Mass surveillance of Yahoo's emails is unconstitutional for the same reasons that it's unconstitutional for the government to copy and search through vast amounts of communications passing through AT&T's network as part of Upstream. The sweeping warrantless surveillance of millions of Yahoo users' communications described in the Reuters story flies in the face of the Fourth Amendment's prohibition against unreasonable searches. Surveillance like this is an example of "general warrants" that the Fourth Amendment was directly intended to prevent. (Note that, as we've explained before, it is irrelevant that Yahoo itself conducted the searches since it was acting as an agent of the government.)
While illegal mass surveillance is sadly familiar, the Yahoo surveillance program represents some deeply troubling new twists.
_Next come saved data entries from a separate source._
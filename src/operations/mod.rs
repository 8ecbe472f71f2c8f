mod sample_steps;

pub use sample_steps::{SampleSteps, StepSample};
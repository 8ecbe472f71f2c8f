use super::{Point2, Vector2};

/// How the length of a segment between two adjacent points is measured.
#[derive(Debug, Clone, Copy, PartialEq, Eq, Default)]
pub enum DistanceMetric {
    /// Plain Euclidean distance.
    #[default]
    Planar,
    /// Longitude/latitude degrees, with the longitude difference scaled by the
    /// cosine of the segment's mean latitude.
    LonLat,
}

impl DistanceMetric {
    /// Returns the metric matching a `geographic` flag.
    #[must_use]
    pub fn from_geographic(geographic: bool) -> Self {
        if geographic {
            Self::LonLat
        } else {
            Self::Planar
        }
    }

    /// Returns the length of the segment from `a` to `b` under this metric.
    #[must_use]
    pub fn segment_length(self, a: &Point2, b: &Point2) -> f64 {
        match self {
            Self::Planar => planar_distance(a, b),
            Self::LonLat => lonlat_distance(a, b),
        }
    }
}

/// Returns the Euclidean distance between `a` and `b`.
#[must_use]
pub fn planar_distance(a: &Point2, b: &Point2) -> f64 {
    nalgebra::distance(a, b)
}

/// Returns the approximate local distance between two lon/lat points, in degrees
/// of latitude.
///
/// The longitude difference is multiplied by `cos(mean latitude)` before the
/// Pythagorean combination. This is a flat-earth approximation: it drifts near
/// the poles and over long segments, and is not a geodesic distance.
#[must_use]
pub fn lonlat_distance(a: &Point2, b: &Point2) -> f64 {
    let longitude_factor = ((a.y + b.y) * 0.5).to_radians().cos();
    let delta = Vector2::new((b.x - a.x) * longitude_factor, b.y - a.y);
    delta.norm()
}

#[cfg(test)]
mod tests {
    use super::*;

    const TOL: f64 = 1e-10;

    #[test]
    fn planar_3_4_5() {
        let d = planar_distance(&Point2::new(0.0, 0.0), &Point2::new(3.0, 4.0));
        assert!((d - 5.0).abs() < TOL, "d={d}");
    }

    #[test]
    fn planar_is_symmetric() {
        let a = Point2::new(-1.5, 2.0);
        let b = Point2::new(4.0, -3.25);
        assert!((planar_distance(&a, &b) - planar_distance(&b, &a)).abs() < TOL);
    }

    #[test]
    fn lonlat_at_equator_matches_planar() {
        let a = Point2::new(10.0, 0.0);
        let b = Point2::new(13.0, 0.0);
        let d = lonlat_distance(&a, &b);
        assert!((d - 3.0).abs() < TOL, "d={d}");
    }

    #[test]
    fn lonlat_shrinks_longitude_at_60_degrees() {
        // cos(60°) = 0.5, so 2° of longitude spans 1° of latitude.
        let a = Point2::new(0.0, 60.0);
        let b = Point2::new(2.0, 60.0);
        let d = lonlat_distance(&a, &b);
        assert!((d - 1.0).abs() < 1e-9, "d={d}");
    }

    #[test]
    fn lonlat_latitude_difference_unscaled() {
        let a = Point2::new(5.0, 40.0);
        let b = Point2::new(5.0, 41.5);
        let d = lonlat_distance(&a, &b);
        assert!((d - 1.5).abs() < TOL, "d={d}");
    }

    #[test]
    fn lonlat_uses_mean_latitude() {
        // Mean latitude of 50° and 70° is 60°.
        let a = Point2::new(0.0, 50.0);
        let b = Point2::new(4.0, 70.0);
        let expected = (2.0_f64.powi(2) + 20.0_f64.powi(2)).sqrt();
        let d = lonlat_distance(&a, &b);
        assert!((d - expected).abs() < 1e-9, "d={d}");
    }

    #[test]
    fn metric_from_flag() {
        assert_eq!(DistanceMetric::from_geographic(false), DistanceMetric::Planar);
        assert_eq!(DistanceMetric::from_geographic(true), DistanceMetric::LonLat);
        assert_eq!(DistanceMetric::default(), DistanceMetric::Planar);
    }

    #[test]
    fn metric_dispatch() {
        let a = Point2::new(0.0, 60.0);
        let b = Point2::new(2.0, 60.0);
        assert!((DistanceMetric::Planar.segment_length(&a, &b) - 2.0).abs() < TOL);
        assert!((DistanceMetric::LonLat.segment_length(&a, &b) - 1.0).abs() < 1e-9);
    }
}
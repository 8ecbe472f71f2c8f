pub mod error;
pub mod geometry;
pub mod math;
pub mod operations;

pub use error::{PolysampleError, Result};
pub mod distance_2d;
pub mod polar;

pub use distance_2d::DistanceMetric;

/// 2D point type. Holds `(x, y)`, or `(longitude, latitude)` in geographic mode.
pub type Point2 = nalgebra::Point2<f64>;

/// 2D vector type.
pub type Vector2 = nalgebra::Vector2<f64>;

/// The golden ratio φ = (1 + √5) / 2.
///
/// Stepping a wrapping sampler by multiples of φ spreads samples evenly
/// without ever repeating a position.
pub const GOLDEN_RATIO: f64 = 1.618_033_988_749_895;
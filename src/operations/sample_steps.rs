use std::ops::RangeInclusive;

use crate::error::{OperationError, Result};
use crate::geometry::PathSampler;
use crate::math::Point2;

/// One sample produced by [`SampleSteps`].
#[derive(Debug, Clone, Copy, PartialEq)]
pub struct StepSample {
    /// The step counter `c` this point was sampled for.
    pub counter: u32,
    /// The point at proportion `c * step`.
    pub point: Point2,
}

/// Samples a path at proportions `c * step` for every counter `c` in a range.
///
/// Meant for wrapping samplers, where any step (typically
/// [`GOLDEN_RATIO`](crate::math::GOLDEN_RATIO)) keeps every proportion valid.
/// On a non-wrapping sampler the first out-of-range counter fails the whole
/// run, so nothing is emitted for a range that cannot be completed.
#[derive(Debug)]
pub struct SampleSteps {
    range: RangeInclusive<u32>,
    step: f64,
}

impl SampleSteps {
    /// Creates a new step sampling operation over the inclusive `range`.
    #[must_use]
    pub fn new(range: RangeInclusive<u32>, step: f64) -> Self {
        Self { range, step }
    }

    /// Executes the operation, returning one sample per counter in order.
    ///
    /// # Errors
    ///
    /// - `OperationError::InvalidInput` if the range is empty or `step` is not finite
    /// - Any query error from [`PathSampler::point_at_proportion`]
    pub fn execute(&self, sampler: &PathSampler) -> Result<Vec<StepSample>> {
        if self.range.is_empty() {
            return Err(OperationError::InvalidInput(format!(
                "range {}..={} must end at or after its start",
                self.range.start(),
                self.range.end()
            ))
            .into());
        }
        if !self.step.is_finite() {
            return Err(
                OperationError::InvalidInput(format!("step {} must be finite", self.step)).into(),
            );
        }

        self.range
            .clone()
            .map(|counter| {
                let point = sampler.point_at_proportion(f64::from(counter) * self.step)?;
                Ok(StepSample { counter, point })
            })
            .collect()
    }
}
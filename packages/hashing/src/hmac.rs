//! HMAC-SHA256 built directly on the SHA-256 compression function
//!
//! The key is brought to the 64-byte block size, XORed with the inner and
//! outer pads, and two SHA-256 passes produce the tag:
//! `H((K ^ opad) || H((K ^ ipad) || message))`.

use crate::tag::MacTag;
use sha2::{Digest, Sha256};
use std::fmt;
use zeroize::{Zeroize, ZeroizeOnDrop, Zeroizing};

/// SHA-256 block size in bytes.
pub const BLOCK_SIZE: usize = 64;

/// SHA-256 digest size in bytes.
pub const DIGEST_SIZE: usize = 32;

const IPAD: u8 = 0x36;
const OPAD: u8 = 0x5c;

/// A secret key brought to exactly [`BLOCK_SIZE`] bytes.
///
/// Longer keys are replaced by their SHA-256 digest, shorter keys are
/// right-padded with zeros. Preprocessing a block-sized key is a no-op, so
/// feeding a prepared block back through [`SigningKey::new`] is idempotent.
#[derive(Clone, Zeroize, ZeroizeOnDrop)]
pub struct SigningKey {
    block: [u8; BLOCK_SIZE],
}

impl SigningKey {
    /// Preprocess `key` for signing.
    #[must_use]
    pub fn new(key: &[u8]) -> Self {
        let mut block = [0u8; BLOCK_SIZE];
        if key.len() > BLOCK_SIZE {
            block[..DIGEST_SIZE].copy_from_slice(&Sha256::digest(key));
        } else {
            block[..key.len()].copy_from_slice(key);
        }
        Self { block }
    }

    fn xor_pad(&self, pad: u8) -> Zeroizing<[u8; BLOCK_SIZE]> {
        let mut padded = Zeroizing::new(self.block);
        padded.iter_mut().for_each(|byte| *byte ^= pad);
        padded
    }
}

impl fmt::Debug for SigningKey {
    fn fmt(&self, f: &mut fmt::Formatter<'_>) -> fmt::Result {
        f.write_str("SigningKey(..)")
    }
}

/// HS256 signer holding a preprocessed key.
///
/// Reusable across messages; every call derives its padded keys fresh.
#[derive(Clone, Debug)]
pub struct Hs256 {
    key: SigningKey,
}

impl Hs256 {
    /// Signer for `key`, which may be any length.
    #[must_use]
    pub fn new(key: &[u8]) -> Self {
        Self {
            key: SigningKey::new(key),
        }
    }

    /// Tag for `message`.
    pub fn sign(&self, message: impl AsRef<[u8]>) -> MacTag {
        let message = message.as_ref();
        let inner_key = self.key.xor_pad(IPAD);
        let outer_key = self.key.xor_pad(OPAD);

        let inner = Sha256::new()
            .chain_update(inner_key.as_slice())
            .chain_update(message)
            .finalize();
        let outer = Sha256::new()
            .chain_update(outer_key.as_slice())
            .chain_update(inner)
            .finalize();

        tracing::trace!(message_len = message.len(), "Computed HS256 tag");
        MacTag::from_bytes(outer.into())
    }

    /// Whether `tag` authenticates `message`. Constant-time in the tag.
    #[must_use]
    pub fn verify(&self, message: impl AsRef<[u8]>, tag: &MacTag) -> bool {
        self.sign(message) == *tag
    }

    /// Like [`Hs256::verify`] for a hex tag. Malformed hex never verifies.
    #[must_use]
    pub fn verify_hex(&self, message: impl AsRef<[u8]>, tag: &str) -> bool {
        MacTag::from_hex(tag).is_ok_and(|tag| self.verify(message, &tag))
    }
}

/// Sign `message` with `key`, returning 64 lowercase hex characters.
#[must_use]
pub fn sign(message: impl AsRef<[u8]>, key: &[u8]) -> String {
    Hs256::new(key).sign(message).to_hex()
}

/// Check a hex tag produced by [`sign`].
#[must_use]
pub fn verify(message: impl AsRef<[u8]>, key: &[u8], tag: &str) -> bool {
    Hs256::new(key).verify_hex(message, tag)
}
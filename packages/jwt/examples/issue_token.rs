//! Issue an HS256 token with a random key, then decode and verify it.
//!
//! Run with `RUST_LOG=debug cargo run -p tessera_jwt --example issue_token`.

use rand::Rng;
use tessera_common::LoggingTransformer;
use tessera_jwt::{Claims, Header, Jwt, JwtResult};

const KEY_LENGTH: usize = 32;

fn main() -> JwtResult<()> {
    LoggingTransformer::init();

    let mut secret = [0u8; KEY_LENGTH];
    rand::rng().fill(&mut secret);

    let claims = Claims::new()
        .with("username", "qwerty")
        .with("email", "qwerty@example.com");

    let mut jwt = Jwt::new(&Header::hs256(), &claims, &secret)?;
    let token = jwt.encode()?.to_owned();
    LoggingTransformer::log_token_issued(&secret, token.len());
    println!("{token}");

    let (header, payload) = jwt.decode()?;
    println!("{header}");
    println!("{payload}");

    jwt.verify()?;
    println!("signature ok");
    Ok(())
}
//! Header and claim set wrappers

use serde::{Deserialize, Serialize};
use serde_json::{Map, Value};

/// JWT header structure
#[derive(Debug, Clone, PartialEq, Eq, Serialize, Deserialize)]
pub struct Header {
    /// Signing algorithm
    pub alg: String,
    /// Token type
    pub typ: String,
}

impl Header {
    /// Header with the given algorithm and type.
    #[must_use]
    pub fn new(alg: impl Into<String>, typ: impl Into<String>) -> Self {
        Self {
            alg: alg.into(),
            typ: typ.into(),
        }
    }

    /// `{"alg":"HS256","typ":"JWT"}`
    #[must_use]
    pub fn hs256() -> Self {
        Self::new("HS256", "JWT")
    }
}

impl Default for Header {
    fn default() -> Self {
        Self::hs256()
    }
}

/// Claim set carried in the payload segment.
///
/// An arbitrary JSON object; no claim has built-in meaning.
#[derive(Debug, Clone, Default, PartialEq, Serialize, Deserialize)]
#[serde(transparent)]
pub struct Claims(Map<String, Value>);

impl Claims {
    /// Empty claim set.
    #[must_use]
    pub fn new() -> Self {
        Self::default()
    }

    /// Add or replace a claim, builder style.
    #[must_use]
    pub fn with(mut self, name: impl Into<String>, value: impl Into<Value>) -> Self {
        self.insert(name, value);
        self
    }

    /// Add or replace a claim, returning the previous value.
    pub fn insert(&mut self, name: impl Into<String>, value: impl Into<Value>) -> Option<Value> {
        self.0.insert(name.into(), value.into())
    }

    /// Look up a claim.
    #[must_use]
    pub fn get(&self, name: &str) -> Option<&Value> {
        self.0.get(name)
    }

    /// Number of claims.
    #[must_use]
    pub fn len(&self) -> usize {
        self.0.len()
    }

    /// Whether there are no claims.
    #[must_use]
    pub fn is_empty(&self) -> bool {
        self.0.is_empty()
    }

    /// The underlying JSON object.
    #[must_use]
    pub fn into_inner(self) -> Map<String, Value> {
        self.0
    }
}

impl From<Map<String, Value>> for Claims {
    fn from(map: Map<String, Value>) -> Self {
        Self(map)
    }
}

impl<K: Into<String>, V: Into<Value>> FromIterator<(K, V)> for Claims {
    fn from_iter<I: IntoIterator<Item = (K, V)>>(iter: I) -> Self {
        Self(iter.into_iter().map(|(k, v)| (k.into(), v.into())).collect())
    }
}

#[cfg(test)]
mod tests {
    use super::*;

    #[test]
    fn default_header_serializes_in_field_order() {
        assert_eq!(
            serde_json::to_string(&Header::default()).unwrap(),
            r#"{"alg":"HS256","typ":"JWT"}"#
        );
    }

    #[test]
    fn claims_are_a_plain_object() {
        let claims = Claims::new().with("sub", "1").with("admin", true);
        assert_eq!(claims.len(), 2);
        assert_eq!(claims.get("sub"), Some(&Value::from("1")));
        assert_eq!(
            serde_json::to_string(&claims).unwrap(),
            r#"{"sub":"1","admin":true}"#
        );
    }

    #[test]
    fn claims_from_pairs() {
        let claims: Claims = [("a", 1), ("b", 2)].into_iter().collect();
        assert_eq!(claims.into_inner().len(), 2);
    }
}
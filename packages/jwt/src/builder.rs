//! Reusable signer configuration

use crate::error::{JwtError, JwtResult};
use crate::token;
use crate::types::Header;
use serde::Serialize;
use serde::de::DeserializeOwned;
use tessera_hashing::Hs256;

/// Header and secret shared by every token it signs or checks.
///
/// ```
/// use tessera_jwt::{Claims, Jwt};
///
/// let jwt = Jwt::builder().with_secret(&[0u8; 32]);
/// let token = jwt.sign(&Claims::new().with("sub", "1")).unwrap();
/// let (_, claims): (_, Claims) = jwt.decode_verified(&token).unwrap();
/// assert_eq!(claims.get("sub").unwrap(), "1");
/// ```
#[derive(Debug, Clone, Default)]
pub struct JwtBuilder {
    header: Header,
    signer: Option<Hs256>,
}

impl JwtBuilder {
    /// Builder with the HS256 header and no secret.
    #[must_use]
    pub fn new() -> Self {
        Self::default()
    }

    /// Replace the header.
    #[must_use]
    pub fn with_header(mut self, header: Header) -> Self {
        self.header = header;
        self
    }

    /// Set the secret. The preprocessed key is zeroized on drop.
    #[must_use]
    pub fn with_secret(mut self, secret: &[u8]) -> Self {
        self.signer = Some(Hs256::new(secret));
        self
    }

    /// The configured header.
    #[must_use]
    pub fn header(&self) -> &Header {
        &self.header
    }

    fn signer(&self) -> JwtResult<&Hs256> {
        self.signer.as_ref().ok_or(JwtError::MissingKey)
    }

    /// Sign `payload` under the configured header.
    pub fn sign<P: Serialize + ?Sized>(&self, payload: &P) -> JwtResult<String> {
        token::encode_with(self.signer()?, &self.header, payload)
    }

    /// Check the tag of `token`.
    pub fn verify(&self, token: &str) -> JwtResult<()> {
        token::verify_with(self.signer()?, token)
    }

    /// Check the tag, then decode.
    pub fn decode_verified<P: DeserializeOwned>(&self, token: &str) -> JwtResult<(Header, P)> {
        self.verify(token)?;
        token::decode(token)
    }
}

#[cfg(test)]
mod tests {
    use super::*;
    use serde_json::{Value, json};

    #[test]
    fn missing_secret_is_reported() {
        let builder = JwtBuilder::new();
        assert!(matches!(builder.sign(&json!({})), Err(JwtError::MissingKey)));
        assert!(matches!(builder.verify("a.b.c"), Err(JwtError::MissingKey)));
    }

    #[test]
    fn custom_header_is_carried() {
        let builder = JwtBuilder::new()
            .with_header(Header::new("HS256", "at+jwt"))
            .with_secret(b"k");
        let token = builder.sign(&json!({"sub": "1"})).unwrap();
        let (header, payload): (Header, Value) = builder.decode_verified(&token).unwrap();
        assert_eq!(header.typ, "at+jwt");
        assert_eq!(payload, json!({"sub": "1"}));
    }

    #[test]
    fn other_secret_rejects() {
        let token = JwtBuilder::new().with_secret(b"a").sign(&json!({})).unwrap();
        let other = JwtBuilder::new().with_secret(b"b");
        assert!(matches!(other.verify(&token), Err(JwtError::InvalidSignature)));
    }
}
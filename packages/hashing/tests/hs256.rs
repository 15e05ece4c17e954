//! HS256 signer against RFC 4231 and the `hmac` crate

use hex_literal::hex;
use hmac::{Hmac, Mac};
use proptest::prelude::*;
use sha2::Sha256;
use tessera_hashing::{BLOCK_SIZE, Hs256, MacTag, sign, verify};

fn reference(key: &[u8], message: &[u8]) -> [u8; 32] {
    let mut mac = Hmac::<Sha256>::new_from_slice(key).unwrap();
    mac.update(message);
    mac.finalize().into_bytes().into()
}

#[test]
fn rfc4231_case_1() {
    let tag = Hs256::new(&[0x0b; 20]).sign("Hi There");
    assert_eq!(
        tag.as_bytes(),
        &hex!("b0344c61d8db38535ca8afceaf0bf12b881dc200c9833da726e9376c2e32cff7")
    );
}

#[test]
fn rfc4231_case_2() {
    assert_eq!(
        sign("what do ya want for nothing?", b"Jefe"),
        "5bdcc146bf60754e6a042426089575c75a003f089d2739839dec58b964ec3843"
    );
}

#[test]
fn rfc4231_case_6_key_longer_than_block() {
    let tag = Hs256::new(&[0xaa; 131]).sign("Test Using Larger Than Block-Size Key - Hash Key First");
    assert_eq!(
        tag.as_bytes(),
        &hex!("60e431591ee0b67f0d8a26aacbf5b77f8e0bc6213728c5140546040f0ee37f54")
    );
}

#[test]
fn every_key_length_class_signs() {
    for len in [0, 1, BLOCK_SIZE - 1, BLOCK_SIZE, BLOCK_SIZE + 1, 4 * BLOCK_SIZE] {
        let key = vec![0x42; len];
        let tag = sign("message", &key);
        assert_eq!(tag.len(), 64, "key length {len}");
        assert!(tag.chars().all(|c| c.is_ascii_digit() || ('a'..='f').contains(&c)));
        assert_eq!(tag, hex::encode(reference(&key, b"message")), "key length {len}");
    }
}

#[test]
fn tampering_changes_the_tag() {
    let key = [0u8; 32];
    let original = sign("header.payload", &key);

    assert_ne!(original, sign("header.paylaod", &key));
    assert_ne!(original, sign("header.payload ", &key));

    let mut flipped = key;
    flipped[0] ^= 1;
    assert_ne!(original, sign("header.payload", &flipped));
}

#[test]
fn verify_detects_wrong_key_and_message() {
    let tag = sign("m", b"k1");
    assert!(verify("m", b"k1", &tag));
    assert!(!verify("m", b"k2", &tag));
    assert!(!verify("n", b"k1", &tag));
    assert!(!verify("m", b"k1", &tag[..63]));
}

proptest! {
    #[test]
    fn matches_reference_implementation(
        key in proptest::collection::vec(any::<u8>(), 0..200),
        message in proptest::collection::vec(any::<u8>(), 0..300),
    ) {
        let tag = Hs256::new(&key).sign(&message);
        prop_assert_eq!(tag, MacTag::from_bytes(reference(&key, &message)));
    }

    #[test]
    fn signing_is_deterministic(key in proptest::collection::vec(any::<u8>(), 0..100), message in ".{0,64}") {
        let signer = Hs256::new(&key);
        prop_assert_eq!(signer.sign(&message), signer.sign(&message));
        prop_assert_eq!(sign(&message, &key), sign(&message, &key));
    }
}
First, this is the first public indication that the government has compelled a U.S.-based email provider--as opposed to an Internet-backbone provider--to conduct surveillance against all its customers in real time. In attempting to justify its warrantless surveillance under Section 702 of the FISA Amendments Act--including Upstream and PRISM--the government has claimed that these programs only "target" foreigners outside the U.S. and thus do not implicate American citizens' constitutional rights. Here, however, the government seems to have dispensed with that dubious facade by intentionally engaging in mass surveillance of purely domestic communications involving millions of Yahoo users.
Second, the story explains that Yahoo had to build new capabilities to comply with the government's demands, and that new code may have, itself, opened up new security vulnerabilities for Yahoo and its users. We read about new data breaches and attempts to compromise the security of Internet-connected systems on a seemingly daily basis. Yet this story is another example of how the government continues to take actions that have serious potential for collateral effects on everyday users.
We hope this story sparks further questions. For starters: is Yahoo the only company to be compelled to engage in this sort of mass surveillance? What legal authority does the government think can possibly justify such an invasion of privacy? The government needs to give us those answers.
Finally, this is a perfect example of why we need to reform Section 702 and rein in the NSA's mass surveillance programs. Absent such reform, Congress must not reauthorize Section 702 when it expires at the end of next year.